Edgar enfia mais uma pêra na boca e fica com a bochecha saliente.
	               CARMEM
	               (bêbada) Sabe que tu tens uma bochechinha muito
	               gostosinha, Edgar. Dá vontade de apertar.
	               EDGAR
	               Ihh... eu acho que tu já bebeu muito desta
	               champagne. É melhor parar. Tu é muito fraca pra
	               bebida.
	               CARMEM
	               Agora deu pra me controlar, bochecha!
	               EDGAR
	               Pô, Carmem! Tu sabe que eu não gosto deste
	               apelido!
	               CARMEM
	               Ah, não fica assim, bochecha. Vem cá que eu vou te
	               dar uma beijoca nesta bochecha gostosa.
	Edgar, meio contrariado, aproxima o rosto na direção da esposa e
	fecha os olhos para ganhar o beijo.
	Carmem, vendo aquela bochecha vermelha bem ali na sua frente, não
	se controla e prepara-se para desferir o tabefe dos seus sonhos.
	Mas a bebedeira é tanta que o movimento do braço para trás faz
	com que ela caia da cadeira, capotando de vez.
Edgar abre os olhos, procura Carmem.
	               EDGAR
	               Carmem?
	Carmem está estirada no chão, inconsciente. Edgar, inclinado ao
	seu lado, dá-lhe delicados tapinhas no rosto para reanimá-la. Aos
	poucos, Carmem vai acordando.
	               EDGAR
	               Carmem... Carmem...
	               CARMEM
	               (ainda bêbada) O que é isso, Edgar? Pára de dar
	               tapa na minha cara e me levanta daqui. O que
	               aconteceu?
	               EDGAR
	               Tu apagou. Vamos dormir, vamos...
CENA 13 - INT/DIA - CASA DE CARMEM E EDGAR: SALA
	Carmem (de ressaca) entra na sala. Edgar está lendo jornal e
	tomando o café da manhã.
	               EDGAR
	               Bom dia.
	               CARMEM
	               Tô com uma bruta dor de cabeça.

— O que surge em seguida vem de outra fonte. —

// Copyright 2021 Datafuse Labs
//
// Licensed under the Apache License, Version 2.0 (the "License");
// you may not use this file except in compliance with the License.
// You may obtain a copy of the License at
//
//     http://www.apache.org/licenses/LICENSE-2.0
//
// Unless required by applicable law or agreed to in writing, software
// distributed under the License is distributed on an "AS IS" BASIS,
// WITHOUT WARRANTIES OR CONDITIONS OF ANY KIND, either express or implied.
// See the License for the specific language governing permissions and
// limitations under the License.

use std::time::Instant;

use axum::{
    Json, Router,
    body::Body,
    extract::{Path, State, rejection::JsonRejection},
    http::Request,
    middleware::{self, Next},
    response::Response,
    routing::{get, post},
};
use chrono::Utc;
use serde::Deserialize;

use crate::{
    error::AppError,
    execute::{
        ExecuteSqlData, ExecuteSqlRequest, TableRowsCount, TableRowsCountVariables,
        table_rows_count_request,
    },
    report::{FilterCondition, Preset, QueryParams, render_preset, render_query},
};

use super::{
    responses::{ApiResponse, DatepickerData, PresetSummary, ReportData, preset_summaries},
    state::AppState,
};

pub fn router(state: AppState) -> Router {
    Router::new()
        .route("/api/v1/reports", get(list_presets))
        .route("/api/v1/reports/datepicker", get(datepicker))
        .route("/api/v1/reports/{preset}", post(preset_report))
        .route("/api/v1/reports/{preset}/queries/{query}", post(single_report))
        .route("/api/v1/table-rows/count", post(table_rows_count))
        .route("/api/v1/table-rows/count/result", post(table_rows_count_result))
        .with_state(state)
        .layer(middleware::from_fn(log_requests))
}

#[derive(Debug, Default, Deserialize)]
struct ReportRequest {
    #[serde(default)]
    filters: Vec<FilterCondition>,
    iso_timestamp_start: Option<String>,
    iso_timestamp_end: Option<String>,
}

impl ReportRequest {
    fn params(&mut self) -> QueryParams {
        QueryParams::resolve(
            self.iso_timestamp_start.take(),
            self.iso_timestamp_end.take(),
            Utc::now(),
        )
    }
}

async fn list_presets() -> Json<ApiResponse<Vec<PresetSummary>>> {
    Json(ApiResponse::success(preset_summaries()))
}

async fn datepicker() -> Json<ApiResponse<DatepickerData>> {
    Json(ApiResponse::success(DatepickerData::evaluate(Utc::now())))
}

async fn preset_report(
    State(state): State<AppState>,
    Path(preset): Path<String>,
    payload: Result<Json<ReportRequest>, JsonRejection>,
) -> Result<Json<ApiResponse<ReportData>>, AppError> {
    let preset: Preset = preset.parse()?;
    let Json(mut request) = payload?;
    state.check_filters(&request.filters)?;
    let queries = render_preset(preset, &request.filters);
    log::debug!(
        "rendered {} queries for preset {} with {} filters",
        queries.len(),
        preset,
        request.filters.len()
    );
    let params = request.params();
    Ok(Json(ApiResponse::success(ReportData::new(
        preset, params, queries,
    ))))
}

async fn single_report(
    State(state): State<AppState>,
    Path((preset, query)): Path<(String, String)>,
    payload: Result<Json<ReportRequest>, JsonRejection>,
) -> Result<Json<ApiResponse<ReportData>>, AppError> {
    let preset: Preset = preset.parse()?;
    let Json(mut request) = payload?;
    state.check_filters(&request.filters)?;
    let rendered = render_query(preset, &query, &request.filters).ok_or_else(|| {
        AppError::NotFound(format!("preset {preset} has no query named `{query}`"))
    })?;
    log::debug!("report SQL for {preset}/{query}: {}", rendered.sql);
    let params = request.params();
    Ok(Json(ApiResponse::success(ReportData::new(
        preset,
        params,
        vec![rendered],
    ))))
}

async fn table_rows_count(
    payload: Result<Json<TableRowsCountVariables>, JsonRejection>,
) -> Result<Json<ApiResponse<ExecuteSqlRequest>>, AppError> {
    let Json(vars) = payload?;
    let request = table_rows_count_request(vars);
    if !request.enabled {
        log::debug!("row count request disabled: project or table missing");
    }
    Ok(Json(ApiResponse::success(request)))
}

async fn table_rows_count_result(
    payload: Result<Json<ExecuteSqlData>, JsonRejection>,
) -> Result<Json<ApiResponse<TableRowsCount>>, AppError> {
    let Json(data) = payload?;
    Ok(Json(ApiResponse::success(TableRowsCount::select(&data)?)))
}

async fn log_requests(req: Request<Body>, next: Next) -> Response {
    let method = req.method().clone();
    let uri = req.uri().clone();
    let start = Instant::now();
    let response = next.run(req).await;
    let status = response.status();
    let elapsed = start.elapsed();
    log::info!(
        "method={} path={} status={} duration_ms={:.3}",
        method,
        uri.path(),
        status.as_u16(),
        elapsed.as_secs_f64() * 1000.0
    );
    response
}

#[cfg(test)]
mod tests {
    use axum::{
        body::{Body, to_bytes},
        http::{Request, StatusCode},
    };
    use serde_json::{Value, json};
    use tower::ServiceExt;

    use super::router;
    use crate::app::{AppConfig, AppState};

    fn app(allow_raw_filters: bool) -> axum::Router {
        router(AppState::new(AppConfig { allow_raw_filters }))
    }

    async fn send(router: axum::Router, method: &str, uri: &str, body: Value) -> (StatusCode, Value) {
        let request = Request::builder()
            .method(method)
            .uri(uri)
            .header("content-type", "application/json")
            .body(Body::from(body.to_string()))
            .unwrap();
        let response = router.oneshot(request).await.unwrap();
        let status = response.status();
        let bytes = to_bytes(response.into_body(), usize::MAX).await.unwrap();
        let value = if bytes.is_empty() {
            Value::Null
        } else {
            serde_json::from_slice(&bytes).unwrap()
        };
        (status, value)
    }

    #[tokio::test]
    async fn lists_presets() {
        let request = Request::builder()
            .uri("/api/v1/reports")
            .body(Body::empty())
            .unwrap();
        let response = app(false).oneshot(request).await.unwrap();
        assert_eq!(response.status(), StatusCode::OK);
        let bytes = to_bytes(response.into_body(), usize::MAX).await.unwrap();
        let body: Value = serde_json::from_slice(&bytes).unwrap();
        assert_eq!(body["data"][0]["preset"], "API");
        assert_eq!(
            body["data"][0]["queries"],
            json!(["totalRequests", "errorCounts", "responseSpeed"])
        );
        assert_eq!(body["data"][1]["queries"], json!([]));
    }

    #[tokio::test]
    async fn renders_single_query_with_filters() {
        let (status, body) = send(
            app(false),
            "POST",
            "/api/v1/reports/api/queries/totalRequests",
            json!({
                "filters": [{"key": "m.request.headers.x", "compare": "is", "value": "'GET'"}],
                "iso_timestamp_start": "2024-03-14T00:00:00.000Z"
            }),
        )
        .await;
        assert_eq!(status, StatusCode::OK);
        let sql = body["data"]["queries"][0]["sql"].as_str().unwrap();
        assert!(sql.contains("WHERE headers.x = 'GET'"));
        assert_eq!(body["data"]["queries"][0]["queryType"], "logs");
        assert_eq!(
            body["data"]["params"]["iso_timestamp_start"],
            "2024-03-14T00:00:00.000Z"
        );
        assert_eq!(body["data"]["params"]["iso_timestamp_end"], "");
    }

    #[tokio::test]
    async fn renders_whole_preset() {
        let (status, body) = send(app(false), "POST", "/api/v1/reports/API", json!({})).await;
        assert_eq!(status, StatusCode::OK);
        assert_eq!(body["data"]["queries"].as_array().unwrap().len(), 3);

        let (status, body) = send(app(false), "POST", "/api/v1/reports/auth", json!({})).await;
        assert_eq!(status, StatusCode::OK);
        assert_eq!(body["data"]["queries"], json!([]));
    }

    #[tokio::test]
    async fn unknown_preset_or_query_is_not_found() {
        let (status, body) = send(app(false), "POST", "/api/v1/reports/billing", json!({})).await;
        assert_eq!(status, StatusCode::NOT_FOUND);
        assert_eq!(body["errorType"], "not_found");

        let (status, _) = send(
            app(false),
            "POST",
            "/api/v1/reports/api/queries/latency",
            json!({}),
        )
        .await;
        assert_eq!(status, StatusCode::NOT_FOUND);
    }

    #[tokio::test]
    async fn unsafe_filters_are_rejected_unless_allowed() {
        let body = json!({
            "filters": [{"key": "m.request.path", "compare": "matches", "value": "x') OR (1=1"}]
        });
        let (status, response) = send(
            app(false),
            "POST",
            "/api/v1/reports/api/queries/errorCounts",
            body.clone(),
        )
        .await;
        assert_eq!(status, StatusCode::BAD_REQUEST);
        assert_eq!(response["status"], "error");

        let (status, _) = send(
            app(true),
            "POST",
            "/api/v1/reports/api/queries/errorCounts",
            body,
        )
        .await;
        assert_eq!(status, StatusCode::OK);
    }

    #[tokio::test]
    async fn malformed_filter_is_bad_request() {
        let (status, body) = send(
            app(false),
            "POST",
            "/api/v1/reports/api",
            json!({"filters": [{"key": "a.b", "compare": "like", "value": "x"}]}),
        )
        .await;
        assert_eq!(status, StatusCode::BAD_REQUEST);
        assert_eq!(body["errorType"], "bad_data");
    }

    #[tokio::test]
    async fn builds_row_count_request() {
        let (status, body) = send(
            app(false),
            "POST",
            "/api/v1/table-rows/count",
            json!({
                "projectRef": "abc",
                "queryKey": ["table-rows-count"],
                "table": {
                    "name": "orders",
                    "schema": "public",
                    "columns": [{"name": "id", "format": "int8"}]
                },
                "filters": [
                    {"column": "id", "operator": ">", "value": "42"},
                    {"column": "note", "operator": "=", "value": ""}
                ]
            }),
        )
        .await;
        assert_eq!(status, StatusCode::OK);
        assert_eq!(
            body["data"]["sql"],
            r#"select count(*) from "public"."orders" where "id" > 42;"#
        );
        assert_eq!(body["data"]["enabled"], true);
        assert_eq!(body["data"]["queryKey"][0], "table-rows-count");
    }

    #[tokio::test]
    async fn row_count_without_table_is_disabled() {
        let (status, body) = send(
            app(false),
            "POST",
            "/api/v1/table-rows/count",
            json!({"projectRef": "abc"}),
        )
        .await;
        assert_eq!(status, StatusCode::OK);
        assert_eq!(body["data"]["sql"], "");
        assert_eq!(body["data"]["enabled"], false);
    }

    #[tokio::test]
    async fn selects_row_count_result() {
        let (status, body) = send(
            app(false),
            "POST",
            "/api/v1/table-rows/count/result",
            json!({"result": [{"count": 128}]}),
        )
        .await;
        assert_eq!(status, StatusCode::OK);
        assert_eq!(body["data"]["count"], 128);

        let (status, body) = send(
            app(false),
            "POST",
            "/api/v1/table-rows/count/result",
            json!({"result": []}),
        )
        .await;
        assert_eq!(status, StatusCode::BAD_REQUEST);
        assert_eq!(body["errorType"], "bad_data");
    }

    #[tokio::test]
    async fn datepicker_lists_ranges() {
        let request = Request::builder()
            .uri("/api/v1/reports/datepicker")
            .body(Body::empty())
            .unwrap();
        let response = app(false).oneshot(request).await.unwrap();
        assert_eq!(response.status(), StatusCode::OK);
        let bytes = to_bytes(response.into_body(), usize::MAX).await.unwrap();
        let body: Value = serde_json::from_slice(&bytes).unwrap();
        assert_eq!(body["data"]["helpers"].as_array().unwrap().len(), 4);
        assert_eq!(body["data"]["helpers"][0]["default"], true);
        assert_eq!(body["data"]["defaults"]["iso_timestamp_end"], "");
    }
}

	Carmem senta e observa a contra-capa do jornal que Edgar tem na
	mão. Na contra-capa, a manchete:
	COMEÇAM OS PREPARATIVOS
	PARA O PORTO ALEGRE EM CENA
	               CARMEM
	               Edgar, a Jurema me convidou para fazer um curso de
	               teatro amador. Quem sabe eu não dou para ser
	               atriz.
	               EDGAR
	               Arrã...! Me dá uma bolacha!
Carmem imagina a cena: se vira e tasca uma bolacha em Edgar.
Edgar continua lendo o jornal.
	               EDGAR
	               Não... essa não. A recheada.
	Carmem larga o vidro de bolachas cream cracker e pega as bolachas
	recheadas. Entrega para Edgar.
CENA 14 - INT/DIA - INSTITUTO DE BELEZA
Carmem e Jurema, no instituto.
	               CARMEM
	               Um desastre. Quem levou tapa fui eu. Mas eu tive
	               outra idéia.
	               JUREMA
	               O tu vai fazer?
	               CARMEM
	               Teatro.
CENA 15 - INT/DIA - CASA DE CARMEM E EDGAR: SALA
Carmem entrega a Edgar um texto encadernado. Ele lê.
	               EDGAR
	               O teste é amanhã? Já?
	               CARMEM
	               Teatro amador é assim. Nós vamos encenar "A Megera
	               Domada", de Shakespeare. Me ajuda?
	               EDGAR
	               O que eu tenho que fazer?
	               CARMEM
	               Tu vais fazer o papel do Petrúquio e vou ser a
	               Catarina.
	               EDGAR
	               Arrã... Aqui, no fim da folha, está escrito:
	               "Catarina esbofeteia Petrúquio".
	               CARMEM
	               Sim, é uma cena em que eles discutem. No final, a
	               Megera Domada dá um tapa no Petrúquio. Petrúquio
	               puxa ela pelo braço e beija-a com muito ardor.
	               EDGAR
	               Muito ardor é? Como é que tu pretendes fazer esta
	               cena?
	               CARMEM
	               O mais real possível, Edgar. Eu preciso incorporar
	               a fúria shakespeariana.
	               EDGAR
	               Fúria, é?! Que tal se a gente trocasse o tapa por
	               um beliscão no braço?
	               CARMEM
	               Um beliscão, Edgar? Isso aqui é Shakespeare!
	               EDGAR
	               Pois é, um beliscão shakespeariano.
	               CARMEM
	               Não complica, Edgar!
	               EDGAR
	               Não é tu que vais levar um bofetão.
	               CARMEM
	               Edgar, tu não tá entendendo qual é o verdadeiro
	               significado de um tapa. Um tapa não é apenas um
	               tapa. É o mais transcendente, o mais importante de
	               todos os atos humanos.
	               EDGAR
	               Eu pensava que o mais importante dos atos humanos
	               era estender a mão ao próximo.
	               CARMEM
	               Tá bem, Edgar. Eu só vou estender a mão próximo da
	               tua cara! Não esquece: na hora em tu disseres
	               "Não, volte aqui, boa Catarina, e veja que sou um
	               cavalheiro", tu me pegas pelo braço, eu te dou um
	               tapa, de mentirinha, e depois tu me beija.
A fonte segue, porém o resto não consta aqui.